Lorenzo Marini a Monselice 3 febbraio 2018

Biografia: Lorenzo Marini è nato a Monselice nel 1958, vive e lavora fra Milano, Los Angeles e New York. Dopo gli studi artistici e la laurea in Architettura a Venezia nel 1980, lavora presso alcune agenzie pubblicitarie italiane: Ogilvy, Leo Burnett, Canard e Gruppo Armando Testa. Nel 1997 fonda a Milano la Lorenzo Marini & Associati, agenzia con filiali a Forlì e Torino e che nel 2010 apre una sede a New York.
Nella sua carriera da art director viene insignito di oltre 300 premi nazionali e internazionali, tra cui il Leone d’Oro di Cannes al Festival internazionale della pubblicità per la campagna Agnesi nel 1985. Artista multidisciplinare si dedica negli anni a numerose attività: dal cartooning alla regia, alla pittura e in particolare alla scrittura, con la pubblicazione di alcuni saggi e di due romanzi.
Ha condotto per Rai Radio 2 ‘Il giorno della marmotta’, programma sulla creatività, in coppia con Dario Vergassola.
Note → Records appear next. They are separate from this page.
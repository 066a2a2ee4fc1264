//! Lazy cross-product enumeration of grid points

use std::collections::BTreeSet;

use crate::config::{GenderGroupMode, RunConfiguration};
use crate::filter::{compose, gender_clause};

use super::{CohortGroup, Fold, GridPoint, TimeWindowSet, CI_COLUMN, FOLD_COUNT, GENDER_VALUES};

/// The sweep grid for one configuration.
///
/// `Grid` holds no iteration state; every call to [`Grid::iter`] starts a
/// fresh pass, so enumeration is restartable and can be inspected (counted,
/// keyed) before anything is dispatched.
///
/// ## Order
///
/// Gender stratum outermost (when `EACH`), then cohort, then time-window
/// set, then fold (or `FULL` followed by the drop-ci variant).
#[derive(Debug, Clone, Copy)]
pub struct Grid<'a> {
    config: &'a RunConfiguration,
}

impl<'a> Grid<'a> {
    /// Create the grid for a resolved configuration.
    #[must_use]
    pub const fn new(config: &'a RunConfiguration) -> Self {
        Self { config }
    }

    /// Start a new enumeration pass.
    #[must_use]
    pub fn iter(&self) -> GridIter<'a> {
        GridIter {
            config: self.config,
            strata: strata(self.config.gender_group()),
            stratum: 0,
            cohort: 0,
            window: 0,
            variant: 0,
        }
    }

    /// Exact number of grid points.
    ///
    /// `3 × Σ_windows variants(window) × strata`, where a window contributes
    /// 5 folds under cross-validation, or 1 point (2 for the maximal set)
    /// under full load.
    #[must_use]
    pub fn len(&self) -> usize {
        let full_load = self.config.full_load();
        let per_cohort: usize = self
            .config
            .time_windows()
            .iter()
            .map(|w| variant_count(full_load, w))
            .sum();
        strata(self.config.gender_group()).len() * CohortGroup::ALL.len() * per_cohort
    }

    /// Whether the grid has no points.
    #[must_use]
    pub fn is_empty(&self) -> bool {
        self.len() == 0
    }
}

impl<'a> IntoIterator for &Grid<'a> {
    type Item = GridPoint;
    type IntoIter = GridIter<'a>;

    fn into_iter(self) -> Self::IntoIter {
        self.iter()
    }
}

fn strata(mode: GenderGroupMode) -> Vec<Option<u8>> {
    match mode {
        GenderGroupMode::All => vec![None],
        GenderGroupMode::Each => GENDER_VALUES.iter().copied().map(Some).collect(),
    }
}

fn variant_count(full_load: bool, windows: &TimeWindowSet) -> usize {
    if !full_load {
        usize::from(FOLD_COUNT)
    } else if windows.is_maximal() {
        2
    } else {
        1
    }
}

/// `(fold, drop_ci)` for the `idx`-th variant of a window set.
#[allow(clippy::cast_possible_truncation)]
fn variant_at(full_load: bool, idx: usize) -> (Fold, bool) {
    if full_load {
        (Fold::Full, idx == 1)
    } else {
        // idx < FOLD_COUNT, guarded by variant_count
        (Fold::Index(idx as u8), false)
    }
}

/// Iterator over the points of a [`Grid`].
#[derive(Debug, Clone)]
pub struct GridIter<'a> {
    config: &'a RunConfiguration,
    strata: Vec<Option<u8>>,
    stratum: usize,
    cohort: usize,
    window: usize,
    variant: usize,
}

impl GridIter<'_> {
    fn build(
        &self,
        gender: Option<u8>,
        cohort: CohortGroup,
        windows: &TimeWindowSet,
        fold: Fold,
        drop_ci: bool,
    ) -> GridPoint {
        let stratification = gender.map(gender_clause);
        let mut drop_columns: BTreeSet<String> = self.config.drop_columns().clone();
        if drop_ci {
            drop_columns.insert(CI_COLUMN.to_string());
        }
        GridPoint {
            cohort,
            time_windows: windows.clone(),
            fold,
            gender,
            drop_ci,
            drop_columns,
            filters: compose(self.config.filters(), stratification.as_ref()),
        }
    }
}

impl Iterator for GridIter<'_> {
    type Item = GridPoint;

    fn next(&mut self) -> Option<GridPoint> {
        let config = self.config;
        let windows = config.time_windows();
        let full_load = config.full_load();
        loop {
            let &gender = self.strata.get(self.stratum)?;
            let Some(&cohort) = CohortGroup::ALL.get(self.cohort) else {
                self.stratum += 1;
                self.cohort = 0;
                continue;
            };
            let Some(window_set) = windows.get(self.window) else {
                self.cohort += 1;
                self.window = 0;
                continue;
            };
            if self.variant >= variant_count(full_load, window_set) {
                self.window += 1;
                self.variant = 0;
                continue;
            }
            let (fold, drop_ci) = variant_at(full_load, self.variant);
            self.variant += 1;
            return Some(self.build(gender, cohort, window_set, fold, drop_ci));
        }
    }
}

#[cfg(test)]
mod tests {
    use super::*;
    use crate::config::RunOverrides;

    fn config(overrides: RunOverrides) -> RunConfiguration {
        RunConfiguration::resolve(overrides).unwrap()
    }

    #[test]
    fn test_default_grid_is_cross_validation() {
        let config = config(RunOverrides::default());
        let grid = Grid::new(&config);
        assert_eq!(grid.len(), 3 * 3 * 5);
        assert_eq!(grid.iter().count(), grid.len());
    }

    #[test]
    fn test_order_cohort_major() {
        let config = config(
            RunOverrides::default()
                .with_full_load(true)
                .with_time_list(vec![vec![0], vec![0, 1, 2]]),
        );
        let keys: Vec<String> = Grid::new(&config).iter().map(|p| p.key()).collect();
        assert_eq!(
            keys,
            [
                "NG_[0]",
                "NG_[0, 1, 2]",
                "NG_[0, 1, 2]_(-ci)",
                "OG_[0]",
                "OG_[0, 1, 2]",
                "OG_[0, 1, 2]_(-ci)",
                "NG+OG_[0]",
                "NG+OG_[0, 1, 2]",
                "NG+OG_[0, 1, 2]_(-ci)",
            ]
        );
    }

    #[test]
    fn test_gender_outermost() {
        let config = config(
            RunOverrides::default()
                .with_gender_group("each")
                .with_full_load(true)
                .with_time_list(vec![vec![0]]),
        );
        let genders: Vec<Option<u8>> = Grid::new(&config).iter().map(|p| p.gender).collect();
        assert_eq!(
            genders,
            [Some(0), Some(0), Some(0), Some(1), Some(1), Some(1)]
        );
    }

    #[test]
    fn test_drop_ci_point_adds_column() {
        let config = config(
            RunOverrides::default()
                .with_full_load(true)
                .with_drop_columns(["hr_peak"])
                .with_time_list(vec![vec![0, 1, 2]]),
        );
        let points: Vec<GridPoint> = Grid::new(&config).iter().collect();
        let plain = &points[0];
        let variant = &points[1];

        assert!(!plain.drop_ci);
        assert!(!plain.drop_columns.contains(CI_COLUMN));
        assert!(variant.drop_ci);
        assert!(variant.drop_columns.contains(CI_COLUMN));
        assert!(variant.drop_columns.contains("hr_peak"));
    }

    #[test]
    fn test_restartable() {
        let config = config(RunOverrides::default());
        let grid = Grid::new(&config);
        let first: Vec<String> = grid.iter().map(|p| p.key()).collect();
        let second: Vec<String> = (&grid).into_iter().map(|p| p.key()).collect();
        assert_eq!(first, second);
    }
}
L’ALFABETO CREATIVO DI LORENZO MARINI.

L’arte di Lorenzo Marini approda con “Type Visual” verso un nuovo interessante orizzonte, quello dell’Art Therapy. Marini rilegge l’alfabeto e ne dà una sua personale interpretazione attraverso un itinerario di ricerca artistica che si fa grafica. Con questo colouring book l’artista spoglia ogni lettera della sua forma classica e la destruttura. Obiettivo è conferire alle 26 lettere una nuova e più originale bellezza che trovi nell’arte e nella creatività il suo fondamento.
Fil rouge di “Type Visual” è la grande varietà di texture che fanno risaltare in modo giocoso l’alfabeto dell’eclettico artista. Ogni elemento tradizionale delle lettere si presta a essere riletto dallo spirito creativo di Marini attraverso una ricerca a tutto campo che dall’ironia della piuma (lettera F) passa all’eleganza dell’incastro (lettera O) per includere la pennellata ispirata all’ideogramma orientale (lettera J). Brio e leggerezza, evocate anche dallo sfondo che richiama il Messico (lettera Y), diventano parole chiave di questo alfabeto che propone l’arte come miglior antidoto per combattere la monotonia e lo stress del quotidiano. Quello di Lorenzo è un invito a sorridere, come suggerisce attraverso la lettera U, e a esprimere il proprio sé attraverso i colori. In fondo il noto creativo nel reinventare l’alfabeto non fa altro che offrire la possibilità a ognuno di noi di sperimentare la propria vocazione artistica tirando fuori “il bisogno e la necessità di sentirsi vivere e crescere”, vera caratteristica di ogni artista anche per Herman Hesse.
Le lettere però non sono soltanto meri segni grafici ma l’alfabeto di un’anima, la vibrante grammatica interiore di un art director che non vuole e forse non può svelare l’autentica profondità del suo essere. Un labirinto di idee dove è meglio perdersi senza cercarne la significazione ultima e qui risiede la sua qualità, la fascinazione, l’allure di un’opera che lascia al fruitore la libertà di cercare nel mistero lo spirito dell’artista.